| Try it |
Repeat, line for line, the entries below from the first line to the line containing "use std::fmt;", counting both ends.

| Given records |
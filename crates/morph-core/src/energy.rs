//! Catalog of the energy terms understood by the engine.
//!
//! Every term the objective function can be assembled from has one stable
//! canonical name, used wherever configuration text names *which* term to
//! instantiate. Historical spellings remain accepted through a fixed alias
//! table so that old configurations keep resolving after a rename.

use std::fmt;
use std::ops::Range;
use std::str::FromStr;

use serde::de::Error as _;
use serde::{Deserialize, Deserializer, Serialize, Serializer};

use crate::errors::UnknownEnergyName;

/// Identifier for an energy term of the registration objective.
///
/// Valid kinds are declared in five groups; the declaration order is the
/// canonical catalog order exposed through [`EnergyKind::ALL`] and decides
/// name resolution on a (defective) duplicate canonical name. `Unknown`
/// is a sentinel, never a valid configuration target.
#[derive(Debug, Clone, Copy, PartialEq, Eq, PartialOrd, Ord, Hash)]
pub enum EnergyKind {
    /// Sentinel for an unresolved or unconfigured term.
    Unknown,

    // Image similarity measures
    /// Joint entropy of the image pair.
    JointEntropy,
    /// Plain cross-correlation.
    CrossCorrelation,
    /// Mutual information.
    MutualInformation,
    /// Normalized mutual information.
    NormalizedMutualInformation,
    /// Sum of squared intensity differences.
    SumOfSquaredDifferences,
    /// Correlation ratio of the first image given the second.
    CorrelationRatioXY,
    /// Correlation ratio of the second image given the first.
    CorrelationRatioYX,
    /// Label consistency of segmentation images.
    LabelConsistency,
    /// Kappa statistic overlap measure.
    KappaStatistic,
    /// Maximum likelihood measure.
    MaximumLikelihood,
    /// Cosine of the normalized gradient fields.
    NormalizedGradientCosine,
    /// Local (windowed) normalized cross-correlation.
    LocalCrossCorrelation,

    // Point set distances
    /// Registration error over corresponding fiducial points.
    FiducialRegistrationError,
    /// Distance over estimated point correspondences.
    CorrespondenceDistance,
    /// Distance between currents representations of two shapes.
    CurrentsDistance,
    /// Distance between varifold representations of two shapes.
    VarifoldDistance,

    // External point set forces
    /// Balloon inflation/deflation force.
    BalloonForce,
    /// Force attracting points towards image edges.
    ImageEdgeForce,
    /// Force driven by an implicit surface distance image.
    ImplicitSurfaceDistance,
    /// Spring force constrained by an implicit surface.
    ImplicitSurfaceSpringForce,

    // Internal point set forces
    /// Penalizes distortion of the surface metric.
    MetricDistortion,
    /// Pulls edges towards their rest length.
    Stretching,
    /// Penalizes curvature of the point set surface.
    Curvature,
    /// Quadratic fit of neighbor distance to the tangent plane.
    QuadraticCurvature,
    /// Repels non-neighboring triangles that come too close.
    NonSelfIntersection,
    /// Repels non-neighboring nodes that come too close.
    RepulsiveForce,
    /// Drives the surface outwards to inflate it.
    InflationForce,
    /// Uniform spring force between neighboring nodes.
    SpringForce,

    // Transformation constraints
    /// Penalizes local volume change.
    VolumePreservation,
    /// Penalizes folding of the deformation.
    TopologyPreservation,
    /// Default sparsity constraint on the parameters.
    Sparsity,
    /// Thin-plate spline bending energy.
    BendingEnergy,
    /// Sparsity constraint based on the l0-norm.
    L0Norm,
    /// Sparsity constraint based on the l1-norm.
    L1Norm,
    /// Sparsity constraint based on the l2-norm.
    L2Norm,
    /// Squared logarithm of the Jacobian determinant.
    SquaredLogDetJacobian,
    /// Penalizes small minimum Jacobian determinants.
    MinDetJacobian,
}

const SIMILARITY_RANGE: Range<usize> = 0..12;
const POINT_SET_RANGE: Range<usize> = 12..16;
const EXTERNAL_RANGE: Range<usize> = 16..20;
const INTERNAL_RANGE: Range<usize> = 20..28;
const CONSTRAINT_RANGE: Range<usize> = 28..37;

/// Historical and alternative spellings, checked before canonical names.
/// Resolution takes the first exact match in table order.
const ALIASES: &[(&str, EnergyKind)] = &[
    ("NCC", EnergyKind::LocalCrossCorrelation),
    ("LCC", EnergyKind::LocalCrossCorrelation),
    ("Fiducial Registration Error", EnergyKind::FiducialRegistrationError),
    ("Fiducial registration error", EnergyKind::FiducialRegistrationError),
    ("Fiducial Error", EnergyKind::FiducialRegistrationError),
    ("Fiducial error", EnergyKind::FiducialRegistrationError),
    ("Landmark Registration Error", EnergyKind::FiducialRegistrationError),
    ("Landmark registration error", EnergyKind::FiducialRegistrationError),
    ("Landmark Error", EnergyKind::FiducialRegistrationError),
    ("Landmark error", EnergyKind::FiducialRegistrationError),
    ("Point Correspondence Distance", EnergyKind::CorrespondenceDistance),
    ("Point correspondence distance", EnergyKind::CorrespondenceDistance),
    ("Correspondence Distance", EnergyKind::CorrespondenceDistance),
    ("Correspondence distance", EnergyKind::CorrespondenceDistance),
    ("Currents distance", EnergyKind::CurrentsDistance),
    ("Currents Distance", EnergyKind::CurrentsDistance),
    ("Varifold distance", EnergyKind::VarifoldDistance),
    ("Varifold Distance", EnergyKind::VarifoldDistance),
    ("EdgeForce", EnergyKind::ImageEdgeForce),
    ("EdgeLength", EnergyKind::Stretching),
    ("MetricDistortion", EnergyKind::MetricDistortion),
    ("Bending", EnergyKind::Curvature),
    ("SurfaceBending", EnergyKind::Curvature),
    ("SurfaceCurvature", EnergyKind::Curvature),
    ("RepulsiveForce", EnergyKind::RepulsiveForce),
    ("NonSelfIntersection", EnergyKind::NonSelfIntersection),
    ("InflationForce", EnergyKind::InflationForce),
    ("SurfaceInflation", EnergyKind::InflationForce),
    ("JAC", EnergyKind::SquaredLogDetJacobian),
    ("MinJac", EnergyKind::MinDetJacobian),
];

impl EnergyKind {
    /// Every valid kind in catalog (declaration) order.
    pub const ALL: [EnergyKind; 37] = [
        // Image similarity measures
        EnergyKind::JointEntropy,
        EnergyKind::CrossCorrelation,
        EnergyKind::MutualInformation,
        EnergyKind::NormalizedMutualInformation,
        EnergyKind::SumOfSquaredDifferences,
        EnergyKind::CorrelationRatioXY,
        EnergyKind::CorrelationRatioYX,
        EnergyKind::LabelConsistency,
        EnergyKind::KappaStatistic,
        EnergyKind::MaximumLikelihood,
        EnergyKind::NormalizedGradientCosine,
        EnergyKind::LocalCrossCorrelation,
        // Point set distances
        EnergyKind::FiducialRegistrationError,
        EnergyKind::CorrespondenceDistance,
        EnergyKind::CurrentsDistance,
        EnergyKind::VarifoldDistance,
        // External point set forces
        EnergyKind::BalloonForce,
        EnergyKind::ImageEdgeForce,
        EnergyKind::ImplicitSurfaceDistance,
        EnergyKind::ImplicitSurfaceSpringForce,
        // Internal point set forces
        EnergyKind::MetricDistortion,
        EnergyKind::Stretching,
        EnergyKind::Curvature,
        EnergyKind::QuadraticCurvature,
        EnergyKind::NonSelfIntersection,
        EnergyKind::RepulsiveForce,
        EnergyKind::InflationForce,
        EnergyKind::SpringForce,
        // Transformation constraints
        EnergyKind::VolumePreservation,
        EnergyKind::TopologyPreservation,
        EnergyKind::Sparsity,
        EnergyKind::BendingEnergy,
        EnergyKind::L0Norm,
        EnergyKind::L1Norm,
        EnergyKind::L2Norm,
        EnergyKind::SquaredLogDetJacobian,
        EnergyKind::MinDetJacobian,
    ];

    /// Returns the canonical display name of this kind.
    ///
    /// Total over the enum: `Unknown` yields the literal `"Unknown"`.
    pub fn as_str(self) -> &'static str {
        match self {
            EnergyKind::Unknown => "Unknown",
            EnergyKind::JointEntropy => "JE",
            EnergyKind::CrossCorrelation => "CC",
            EnergyKind::MutualInformation => "MI",
            EnergyKind::NormalizedMutualInformation => "NMI",
            EnergyKind::SumOfSquaredDifferences => "SSD",
            EnergyKind::CorrelationRatioXY => "CR_XY",
            EnergyKind::CorrelationRatioYX => "CR_YX",
            EnergyKind::LabelConsistency => "LC",
            EnergyKind::KappaStatistic => "K",
            EnergyKind::MaximumLikelihood => "ML",
            EnergyKind::NormalizedGradientCosine => "NGF_COS",
            EnergyKind::LocalCrossCorrelation => "LNCC",
            EnergyKind::FiducialRegistrationError => "FRE",
            EnergyKind::CorrespondenceDistance => "PCD",
            EnergyKind::CurrentsDistance => "CurrentsDistance",
            EnergyKind::VarifoldDistance => "VarifoldDistance",
            EnergyKind::BalloonForce => "BalloonForce",
            EnergyKind::ImageEdgeForce => "ImageEdgeForce",
            EnergyKind::ImplicitSurfaceDistance => "ImplicitSurfaceDistance",
            EnergyKind::ImplicitSurfaceSpringForce => "ImplicitSurfaceSpringForce",
            EnergyKind::MetricDistortion => "MetricDistortion",
            EnergyKind::Stretching => "Stretching",
            EnergyKind::Curvature => "Curvature",
            EnergyKind::QuadraticCurvature => "QuadraticCurvature",
            EnergyKind::NonSelfIntersection => "NSI",
            EnergyKind::RepulsiveForce => "Repulsion",
            EnergyKind::InflationForce => "Inflation",
            EnergyKind::SpringForce => "Spring",
            EnergyKind::VolumePreservation => "VP",
            EnergyKind::TopologyPreservation => "TP",
            EnergyKind::Sparsity => "Sparsity",
            EnergyKind::BendingEnergy => "BE",
            EnergyKind::L0Norm => "L0",
            EnergyKind::L1Norm => "L1",
            EnergyKind::L2Norm => "L2",
            EnergyKind::SquaredLogDetJacobian => "SqLogDetJac",
            EnergyKind::MinDetJacobian => "MinDetJac",
        }
    }

    /// Resolves a term name to its kind.
    ///
    /// Aliases are checked first, then canonical names from the last
    /// declared kind down to the first; on a duplicate canonical name the
    /// later declared kind therefore resolves. `None` means the name is
    /// not in the catalog, which callers may or may not treat as fatal.
    pub fn from_name(name: &str) -> Option<EnergyKind> {
        for (alias, kind) in ALIASES {
            if *alias == name {
                return Some(*kind);
            }
        }
        EnergyKind::ALL
            .iter()
            .rev()
            .copied()
            .find(|kind| kind.as_str() == name)
    }

    /// Returns the accepted alias spellings and the kinds they resolve to.
    pub fn aliases() -> &'static [(&'static str, EnergyKind)] {
        ALIASES
    }

    /// Returns the group this kind belongs to, or `None` for `Unknown`.
    pub fn group(self) -> Option<EnergyGroup> {
        let index = EnergyKind::ALL.iter().position(|&kind| kind == self)?;
        EnergyGroup::ALL
            .iter()
            .copied()
            .find(|group| group.index_range().contains(&index))
    }
}

impl fmt::Display for EnergyKind {
    fn fmt(&self, f: &mut fmt::Formatter<'_>) -> fmt::Result {
        f.write_str(self.as_str())
    }
}

impl FromStr for EnergyKind {
    type Err = UnknownEnergyName;

    fn from_str(s: &str) -> Result<Self, Self::Err> {
        EnergyKind::from_name(s).ok_or_else(|| UnknownEnergyName {
            name: s.to_string(),
        })
    }
}

impl Serialize for EnergyKind {
    fn serialize<S: Serializer>(&self, serializer: S) -> Result<S::Ok, S::Error> {
        serializer.serialize_str(self.as_str())
    }
}

impl<'de> Deserialize<'de> for EnergyKind {
    fn deserialize<D: Deserializer<'de>>(deserializer: D) -> Result<Self, D::Error> {
        let name = String::deserialize(deserializer)?;
        if name == "Unknown" {
            return Ok(EnergyKind::Unknown);
        }
        EnergyKind::from_name(&name).ok_or_else(|| D::Error::custom(UnknownEnergyName { name }))
    }
}

/// Families the valid energy kinds are partitioned into.
///
/// Each group covers one contiguous run of [`EnergyKind::ALL`], in the
/// order the groups are declared here.
#[derive(Debug, Clone, Copy, PartialEq, Eq, PartialOrd, Ord, Hash)]
pub enum EnergyGroup {
    /// Image (dis-)similarity measures.
    Similarity,
    /// Distances between point sets.
    PointSetDistance,
    /// External point set forces.
    ExternalForce,
    /// Internal point set forces.
    InternalForce,
    /// Transformation regularization terms.
    Constraint,
}

impl EnergyGroup {
    /// Every group in catalog order.
    pub const ALL: &'static [EnergyGroup] = &[
        EnergyGroup::Similarity,
        EnergyGroup::PointSetDistance,
        EnergyGroup::ExternalForce,
        EnergyGroup::InternalForce,
        EnergyGroup::Constraint,
    ];

    /// Returns a short lower-case label for the group.
    pub fn as_str(self) -> &'static str {
        match self {
            EnergyGroup::Similarity => "image similarity",
            EnergyGroup::PointSetDistance => "point set distance",
            EnergyGroup::ExternalForce => "external force",
            EnergyGroup::InternalForce => "internal force",
            EnergyGroup::Constraint => "transformation constraint",
        }
    }

    /// Returns the kinds belonging to this group, in catalog order.
    pub fn kinds(self) -> &'static [EnergyKind] {
        &EnergyKind::ALL[self.index_range()]
    }

    fn index_range(self) -> Range<usize> {
        match self {
            EnergyGroup::Similarity => SIMILARITY_RANGE,
            EnergyGroup::PointSetDistance => POINT_SET_RANGE,
            EnergyGroup::ExternalForce => EXTERNAL_RANGE,
            EnergyGroup::InternalForce => INTERNAL_RANGE,
            EnergyGroup::Constraint => CONSTRAINT_RANGE,
        }
    }
}

impl fmt::Display for EnergyGroup {
    fn fmt(&self, f: &mut fmt::Formatter<'_>) -> fmt::Result {
        f.write_str(self.as_str())
    }
}
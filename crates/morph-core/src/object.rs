//! Naming and configuration contract for polymorphic engine components.
//!
//! Every component of the registration engine (energy terms, forces,
//! transformations, optimizers) is configured through this surface: a
//! caller holding a `&mut dyn Configurable` can identify the component by
//! name, push named parameters at it as text, and read its state back as a
//! [`ParameterList`], all without knowing the concrete type.

use crate::params::ParameterList;

/// Identification of a component by a class-name string.
///
/// The common case is a fixed name generated by [`named_object!`]; a
/// component documented as *mutable* may instead compute
/// [`class_name`](Named::class_name) from its state, e.g. when it behaves
/// like different algorithm variants depending on configuration.
pub trait Named {
    /// Returns the fixed identifier of the declared type.
    ///
    /// Usable without an instance, so it is excluded from the vtable.
    fn type_name() -> &'static str
    where
        Self: Sized;

    /// Returns the identifier of this instance.
    ///
    /// For most components this is [`type_name`](Named::type_name) of the
    /// concrete type; mutable components may return a state-dependent name.
    fn class_name(&self) -> &str;
}

/// Uniform text-configuration surface of an engine component.
///
/// The default implementations describe a component with no configurable
/// state: every assignment is rejected, the reported state is empty.
/// Components override [`set`](Configurable::set) and
/// [`parameters`](Configurable::parameters) to expose their own vocabulary.
pub trait Configurable: Named {
    /// Attempts to apply one named parameter given as text.
    ///
    /// Returns `true` on success, `false` when the name is not recognized
    /// or the value does not parse. The boolean is the only error channel:
    /// the two failure causes are indistinguishable to the caller.
    fn set(&mut self, name: &str, value: &str) -> bool {
        let _ = (name, value);
        false
    }

    /// Returns the current configurable state as name/value pairs, in a
    /// stable order chosen by the component.
    fn parameters(&self) -> ParameterList {
        ParameterList::new()
    }

    /// Applies every entry of `params` in order through
    /// [`set`](Configurable::set), ignoring individual failures.
    ///
    /// Not transactional: entries that applied before a rejected one stay
    /// in effect. Callers that must not lose a rejection call `set` per
    /// entry themselves.
    fn set_parameters(&mut self, params: &ParameterList) {
        for entry in params {
            self.set(&entry.name, &entry.value);
        }
    }
}

/// Implements [`Named`] for a type with a fixed class name.
///
/// ```
/// use morph_core::{named_object, Named};
///
/// struct SpringForce;
/// named_object!(SpringForce);
///
/// assert_eq!(SpringForce::type_name(), "SpringForce");
/// assert_eq!(SpringForce.class_name(), "SpringForce");
/// ```
///
/// Mutable components implement [`Named`] by hand instead, keeping
/// `type_name` fixed and computing `class_name` from state.
#[macro_export]
macro_rules! named_object {
    ($type:ty) => {
        impl $crate::Named for $type {
            fn type_name() -> &'static str {
                stringify!($type)
            }

            fn class_name(&self) -> &str {
                stringify!($type)
            }
        }
    };
}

| Written response |
filename crates/morph-core/src/energy.rs
//! Catalog of the energy terms understood by the engine.
//!
//! Every term the objective function can be assembled from has one stable
//! canonical name, used wherever configuration text names *which* term to
//! instantiate. Historical spellings remain accepted through a fixed alias
//! table so that old configurations keep resolving after a rename.

use std::fmt;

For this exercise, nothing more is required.